* WHAT THE TASK ASKS: Wherever "milliseconds" appears in a line of the listing, report that line.

* * * * * * * * *

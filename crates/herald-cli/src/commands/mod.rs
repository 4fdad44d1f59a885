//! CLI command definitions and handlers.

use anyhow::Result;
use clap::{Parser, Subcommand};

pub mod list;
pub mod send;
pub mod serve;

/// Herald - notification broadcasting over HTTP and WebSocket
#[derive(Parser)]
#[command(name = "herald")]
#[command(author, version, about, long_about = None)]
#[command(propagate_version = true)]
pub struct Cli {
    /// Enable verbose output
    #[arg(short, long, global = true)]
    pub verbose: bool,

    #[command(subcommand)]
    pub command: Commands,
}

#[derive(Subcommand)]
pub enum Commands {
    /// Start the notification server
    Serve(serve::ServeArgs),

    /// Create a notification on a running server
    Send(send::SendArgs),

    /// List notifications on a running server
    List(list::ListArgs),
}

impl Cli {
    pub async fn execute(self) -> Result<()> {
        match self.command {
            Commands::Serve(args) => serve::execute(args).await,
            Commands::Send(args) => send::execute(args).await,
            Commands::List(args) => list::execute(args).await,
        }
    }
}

* * * * * * * * *

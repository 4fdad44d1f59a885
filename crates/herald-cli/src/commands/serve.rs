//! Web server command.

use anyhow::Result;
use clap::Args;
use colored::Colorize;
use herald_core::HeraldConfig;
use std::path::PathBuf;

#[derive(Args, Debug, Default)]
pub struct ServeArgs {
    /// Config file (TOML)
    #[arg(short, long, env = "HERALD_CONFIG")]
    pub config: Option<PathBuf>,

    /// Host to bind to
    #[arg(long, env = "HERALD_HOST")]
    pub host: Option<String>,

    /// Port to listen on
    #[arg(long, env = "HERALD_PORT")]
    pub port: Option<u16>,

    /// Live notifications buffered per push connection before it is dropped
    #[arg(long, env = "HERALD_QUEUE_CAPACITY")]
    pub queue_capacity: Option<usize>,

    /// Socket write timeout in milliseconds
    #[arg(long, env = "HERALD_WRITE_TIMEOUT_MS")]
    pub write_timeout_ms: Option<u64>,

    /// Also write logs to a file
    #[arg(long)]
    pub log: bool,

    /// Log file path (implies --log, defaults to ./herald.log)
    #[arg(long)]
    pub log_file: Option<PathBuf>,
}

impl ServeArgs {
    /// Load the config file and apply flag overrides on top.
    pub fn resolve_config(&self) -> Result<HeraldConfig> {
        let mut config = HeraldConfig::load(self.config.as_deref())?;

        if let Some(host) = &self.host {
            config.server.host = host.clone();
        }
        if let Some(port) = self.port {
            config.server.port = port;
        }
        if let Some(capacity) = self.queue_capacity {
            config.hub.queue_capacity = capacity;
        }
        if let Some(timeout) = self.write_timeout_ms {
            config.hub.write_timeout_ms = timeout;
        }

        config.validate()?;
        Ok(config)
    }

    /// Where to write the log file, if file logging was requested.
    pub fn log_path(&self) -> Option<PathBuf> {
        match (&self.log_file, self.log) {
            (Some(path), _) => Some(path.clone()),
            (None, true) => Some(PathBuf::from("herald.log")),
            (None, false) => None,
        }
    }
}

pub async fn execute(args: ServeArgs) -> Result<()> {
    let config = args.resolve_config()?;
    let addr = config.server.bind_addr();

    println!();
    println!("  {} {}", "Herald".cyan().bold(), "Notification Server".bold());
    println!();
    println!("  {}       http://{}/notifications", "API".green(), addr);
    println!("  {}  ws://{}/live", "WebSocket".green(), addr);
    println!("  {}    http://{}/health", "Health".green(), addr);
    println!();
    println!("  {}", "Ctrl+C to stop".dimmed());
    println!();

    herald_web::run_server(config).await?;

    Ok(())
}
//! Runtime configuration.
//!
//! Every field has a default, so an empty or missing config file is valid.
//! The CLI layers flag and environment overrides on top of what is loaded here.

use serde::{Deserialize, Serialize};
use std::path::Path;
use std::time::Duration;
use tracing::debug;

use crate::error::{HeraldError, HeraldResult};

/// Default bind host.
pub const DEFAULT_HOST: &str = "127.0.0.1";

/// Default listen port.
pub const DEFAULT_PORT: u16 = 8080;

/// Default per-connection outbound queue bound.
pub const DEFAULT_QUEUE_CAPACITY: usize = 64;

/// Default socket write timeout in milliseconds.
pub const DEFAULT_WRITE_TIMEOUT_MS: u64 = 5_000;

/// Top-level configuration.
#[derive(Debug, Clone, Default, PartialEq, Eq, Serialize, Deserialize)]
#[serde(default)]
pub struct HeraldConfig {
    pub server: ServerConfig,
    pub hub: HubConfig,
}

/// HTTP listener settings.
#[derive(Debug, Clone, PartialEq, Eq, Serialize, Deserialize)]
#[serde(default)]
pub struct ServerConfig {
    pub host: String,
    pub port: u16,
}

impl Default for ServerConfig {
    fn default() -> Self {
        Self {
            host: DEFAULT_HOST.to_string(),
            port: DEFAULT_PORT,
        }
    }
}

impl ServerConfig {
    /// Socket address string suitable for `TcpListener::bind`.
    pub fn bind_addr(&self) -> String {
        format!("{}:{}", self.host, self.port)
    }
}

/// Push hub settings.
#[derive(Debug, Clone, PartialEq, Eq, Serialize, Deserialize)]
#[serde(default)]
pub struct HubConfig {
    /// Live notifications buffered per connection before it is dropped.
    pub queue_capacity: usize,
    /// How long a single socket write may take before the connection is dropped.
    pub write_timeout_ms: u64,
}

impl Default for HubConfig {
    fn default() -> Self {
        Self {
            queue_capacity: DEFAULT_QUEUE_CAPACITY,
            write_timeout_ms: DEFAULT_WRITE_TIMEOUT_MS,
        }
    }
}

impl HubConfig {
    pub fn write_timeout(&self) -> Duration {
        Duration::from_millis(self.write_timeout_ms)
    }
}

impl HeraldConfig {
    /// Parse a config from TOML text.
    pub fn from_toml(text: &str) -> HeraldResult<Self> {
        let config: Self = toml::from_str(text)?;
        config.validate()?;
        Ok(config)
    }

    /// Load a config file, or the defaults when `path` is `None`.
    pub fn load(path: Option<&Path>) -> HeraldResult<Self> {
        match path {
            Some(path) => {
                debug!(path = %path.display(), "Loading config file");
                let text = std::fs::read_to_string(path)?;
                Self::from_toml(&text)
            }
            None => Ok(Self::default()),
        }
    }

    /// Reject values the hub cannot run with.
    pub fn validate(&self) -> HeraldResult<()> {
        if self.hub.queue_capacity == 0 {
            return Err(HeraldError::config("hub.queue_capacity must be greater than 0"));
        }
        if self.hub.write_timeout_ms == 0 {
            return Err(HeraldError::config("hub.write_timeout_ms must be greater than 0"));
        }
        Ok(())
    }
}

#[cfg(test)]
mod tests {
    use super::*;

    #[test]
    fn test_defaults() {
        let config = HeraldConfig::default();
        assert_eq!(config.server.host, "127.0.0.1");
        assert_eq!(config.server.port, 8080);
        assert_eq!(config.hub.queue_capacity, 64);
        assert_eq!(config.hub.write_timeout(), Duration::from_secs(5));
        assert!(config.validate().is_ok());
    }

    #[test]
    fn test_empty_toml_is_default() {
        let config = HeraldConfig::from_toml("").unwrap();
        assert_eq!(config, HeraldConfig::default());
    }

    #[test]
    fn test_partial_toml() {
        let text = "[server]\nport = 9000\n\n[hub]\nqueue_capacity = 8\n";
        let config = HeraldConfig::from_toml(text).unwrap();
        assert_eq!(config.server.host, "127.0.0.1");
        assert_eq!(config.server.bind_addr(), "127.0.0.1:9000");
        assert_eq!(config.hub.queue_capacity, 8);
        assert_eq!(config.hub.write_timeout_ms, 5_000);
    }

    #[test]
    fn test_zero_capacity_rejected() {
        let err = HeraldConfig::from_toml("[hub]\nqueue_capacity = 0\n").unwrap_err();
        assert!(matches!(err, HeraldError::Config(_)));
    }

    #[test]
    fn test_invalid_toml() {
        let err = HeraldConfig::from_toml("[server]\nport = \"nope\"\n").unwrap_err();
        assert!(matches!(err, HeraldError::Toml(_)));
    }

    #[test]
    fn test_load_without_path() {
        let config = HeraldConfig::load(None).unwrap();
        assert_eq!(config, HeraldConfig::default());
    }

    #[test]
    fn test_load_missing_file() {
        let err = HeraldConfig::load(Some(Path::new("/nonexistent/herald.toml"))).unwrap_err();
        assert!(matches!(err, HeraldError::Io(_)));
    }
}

* * * * * * * * *

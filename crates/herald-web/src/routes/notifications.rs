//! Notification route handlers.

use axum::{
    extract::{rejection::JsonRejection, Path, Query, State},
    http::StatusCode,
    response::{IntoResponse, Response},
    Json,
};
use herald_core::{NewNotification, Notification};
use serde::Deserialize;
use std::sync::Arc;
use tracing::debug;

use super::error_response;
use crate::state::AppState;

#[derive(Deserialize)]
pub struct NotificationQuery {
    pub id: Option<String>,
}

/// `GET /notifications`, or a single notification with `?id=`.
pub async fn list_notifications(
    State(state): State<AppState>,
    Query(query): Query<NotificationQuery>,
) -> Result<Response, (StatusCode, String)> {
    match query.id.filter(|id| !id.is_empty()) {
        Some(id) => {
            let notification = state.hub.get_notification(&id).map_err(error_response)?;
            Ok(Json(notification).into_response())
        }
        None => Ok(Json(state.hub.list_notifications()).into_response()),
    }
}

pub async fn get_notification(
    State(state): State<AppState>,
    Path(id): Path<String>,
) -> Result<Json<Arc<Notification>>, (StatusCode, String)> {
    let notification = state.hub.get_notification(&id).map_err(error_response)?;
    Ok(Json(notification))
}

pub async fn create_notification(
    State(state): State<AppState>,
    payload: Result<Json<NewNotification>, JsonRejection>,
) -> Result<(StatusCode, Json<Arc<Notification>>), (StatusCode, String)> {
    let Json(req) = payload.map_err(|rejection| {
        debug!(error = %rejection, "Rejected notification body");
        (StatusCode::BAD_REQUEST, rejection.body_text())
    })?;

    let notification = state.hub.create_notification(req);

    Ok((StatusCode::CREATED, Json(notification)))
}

* * * * * * * * *

* RESPONSE BELOW:
    /// Socket write timeout in milliseconds
/// Default socket write timeout in milliseconds.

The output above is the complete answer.